The accuracy in prediction of the growth and development of annual crops depends specifically on the ability to predict the time of the change from vegetative to reproductive growth. This determines the weather conditions in which the crop grows its grain so has a major impact on yield. For wheat, the point that marks the transition from growing vegetative to growing reproductive structures occurs at anthesis. The ultimate anthesis model would simulate the underlying processes that lead to anthesis and provide quantitative estimates of occurrence in any specified environment for any specified genotype by linking genetic information to environmental response coefficients. This would enable rapid characterization of the anthesis behaviour of specific genotypes. It would also enable rapid screening of the adaptive fitness of progeny in a breeding programme by linking molecular markers for development genes/alleles to model coefficients and running simulations to determine the range of anthesis times that will occur in the location for which it is being selected. The phenology and reproductive molecular biology of the wheat crop are well studied because they are complex and provide a guide to the processes of development in other species. However, a model that is suitable for these purposes is yet to be created.

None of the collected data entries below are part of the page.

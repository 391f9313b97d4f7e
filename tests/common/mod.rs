#![allow(dead_code)]

use lamina::backend::Backend;
use lamina::backend::ndarray::NdArray;
use lamina::engine::autodiff::{value_with_gradient, value_with_pullback};
use lamina::engine::context::TrainingContext;
use lamina::engine::layer::Layer;
use lamina::engine::tree::ParameterTree;
use ndarray::ArrayD;

pub type T = ArrayD<f32>;

const EPS: f32 = 1e-2;

/// Scalar probe `L = Σ y ⊙ probe`, so `dL/dy = probe`.
pub fn probe_for(y: &T) -> T {
    NdArray::random_uniform(y.shape(), -1.0, 1.0, Some(11))
}

fn probed<L: Layer<NdArray>>(layer: &L, ctx: &TrainingContext, x: &T, probe: &T) -> f32 {
    (&layer.forward(ctx, x) * probe).sum()
}

/// Compares every parameter gradient of `layer` against central differences.
pub fn check_parameter_gradients<L>(layer: &L, ctx: &TrainingContext, x: &T, tol: f32)
where
    L: Layer<NdArray> + Clone,
{
    let probe = probe_for(&layer.forward(ctx, x));
    let (_, grad) = value_with_gradient::<NdArray, L, _>(layer, ctx, x, |y: &T| {
        ((y * &probe).sum(), probe.clone())
    });
    assert_eq!(grad.addresses(), layer.addresses());

    for (leaf, (path, g)) in grad.iter().enumerate() {
        for j in 0..g.len() {
            let mut plus = layer.clone();
            *plus.leaves_mut()[leaf].1.iter_mut().nth(j).unwrap() += EPS;
            let mut minus = layer.clone();
            *minus.leaves_mut()[leaf].1.iter_mut().nth(j).unwrap() -= EPS;

            let numeric =
                (probed(&plus, ctx, x, &probe) - probed(&minus, ctx, x, &probe)) / (2.0 * EPS);
            let analytic = *g.iter().nth(j).unwrap();
            assert!(
                (analytic - numeric).abs() <= tol,
                "{}[{}]: analytic {} vs numeric {}",
                path,
                j,
                analytic,
                numeric
            );
        }
    }
}

/// Compares the input gradient of `layer` against central differences.
pub fn check_input_gradient<L: Layer<NdArray>>(layer: &L, ctx: &TrainingContext, x: &T, tol: f32) {
    let (y, pullback) = value_with_pullback::<NdArray, L>(layer, ctx, x);
    let probe = probe_for(&y);
    let (_, dx) = pullback.apply(&probe);
    assert_eq!(dx.shape(), x.shape());

    for j in 0..x.len() {
        let mut plus = x.clone();
        *plus.iter_mut().nth(j).unwrap() += EPS;
        let mut minus = x.clone();
        *minus.iter_mut().nth(j).unwrap() -= EPS;
        let numeric =
            (probed(layer, ctx, &plus, &probe) - probed(layer, ctx, &minus, &probe)) / (2.0 * EPS);
        let analytic = *dx.iter().nth(j).unwrap();
        assert!(
            (analytic - numeric).abs() <= tol,
            "input[{}]: analytic {} vs numeric {}",
            j,
            analytic,
            numeric
        );
    }
}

Current wheat anthesis models can be separated into those based on crop physiology or crop molecular biology and biochemistry. Physiological models are incorporated into several accurate wheat simulation models that can predict anthesis when calibrated with appropriate observed data. Genotype differences are handled by using specific ‘genetic’ coefficients to calculate the effects of responses to photoperiod (Pp), temperature, vernalization and inherent earliness. The connection of these coefficients to actual genes is tenuous (White ). Molecular anthesis models identify the developmental genes, and describe pathways explaining the interaction of the proteins that these genes express and how these either accelerate or delay progress towards the transition from vegetative to reproductive development (Distelfeld ; Trevaskis, 2010; Li ). The overall strength of molecular models is their explicit description of the fundamental processes involved in vernalization and Pp responses and their direct linkage of these processes to genetic variation. Their weakness is their lack of a systematic handling of the relationship between gene expression and sequential phenological events, and therefore an inability to give quantitative estimates of anthesis time. In contrast, the weakness of physiological models is their conceptual handling of vernalization and Pp responses. Their strength is their systematic handling of phenological development and therefore their quantitative and consequently predictive ability.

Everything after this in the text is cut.